To enable free monitoring, run the following command: db.enableFreeMonitoring()
To permanently disable this reminder, run the following command: db.disableFreeMonitoring()
---
> 配置auth=true之后,一切安静了:
[mongod@znpj05 ~]$ mongo
MongoDB shell version v4.4.6
connecting to: mongodb://127.0.0.1:27017/?compressors=disabled&gssapiServiceName=mongodb
Implicit session: session { "id" : UUID("31645876-a9f1-4e92-817f-01a8edcaf4cf") }
MongoDB server version: 4.4.6
> 5 小结
解决了,我在CentOS 6、CentOS 7操作系统上,使用ulimit -u配置用户启动进程数的困惑。原来单独配置了ulimit -u之后,还得注意/etc/security/limits.d/20-nproc.conf配置文件。
做一个简单小结。
6 补充配置MongoDB自动启动
由于CentOS 7 操作系统已经是通过systemd来管理服务了,我们可以通过添加/etc/systemd/system/mongodb.service文件,来通过systemd来管理MongoDB服务。

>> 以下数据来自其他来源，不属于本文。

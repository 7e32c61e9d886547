pub mod auth_gate;
pub mod cors;
pub mod request_trace;
pub mod structured_logger;
pub mod trace_span;

pub use auth_gate::AuthGate;
pub use cors::cors_middleware;
pub use request_trace::{RequestTrace, TraceId};
pub use structured_logger::StructuredLogger;
pub use trace_span::TraceSpan;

配置文件内容如下:
[root@localhost ~]# cat /etc/systemd/system/mongodb.service
[Unit]
Description=mongodb
After=network.target remote-fs.target nss-lookup.target
[Service]
Type=forking
ExecStart=/usr/local/bin/mongod --config /etc/mongod.conf
ExecReload=/bin/kill -s HUP $MAINPID
ExecStop=/usr/local/bin/mongod --shutdown --config /etc/mongod.conf
PrivateTmp=true
[Install]
WantedBy=multi-user.target
[root@localhost ~]# systemctl daemon-reload
[root@localhost ~]# systemctl start mongodb
[root@localhost ~]# systemctl enable mongodb
[root@localhost ~]# systemctl status mongodb
● mongodb.service - mongodb
Loaded: loaded (/etc/systemd/system/mongodb.service; enabled; vendor preset: disabled)
Active: active (running) since 五 2022-10-28 14:21:09 CST; 4s ago
Process: 2731 ExecStop=/usr/local/bin/mongod --shutdown --config /etc/mongod.conf (code=exited, status=0/SUCCESS)
Process: 2742 ExecStart=/usr/local/bin/mongod --config /etc/mongod.conf (code=exited, status=0/SUCCESS)
Main PID: 2744 (mongod)
Tasks: 20
CGroup: /system.slice/mongodb.service
└─2744 /usr/local/bin/mongod --config /etc/mongod.conf
10月 28 14:21:08 localhost.localdomain systemd[1]: Starting mongodb...
10月 28 14:21:08 localhost.localdomain mongod[2742]: about to fork child process, waiting until server is ready for connections.
10月 28 14:21:08 localhost.localdomain mongod[2742]: forked process: 2744
10月 28 14:21:09 localhost.localdomain mongod[2742]: child process started successfully, parent exiting
10月 28 14:21:09 localhost.localdomain systemd[1]: Started mongodb.
[root@localhost ~]#
这样,即使将来操作系统被重启了,MongoDB会随着机器的重启而重启并对外提供服务。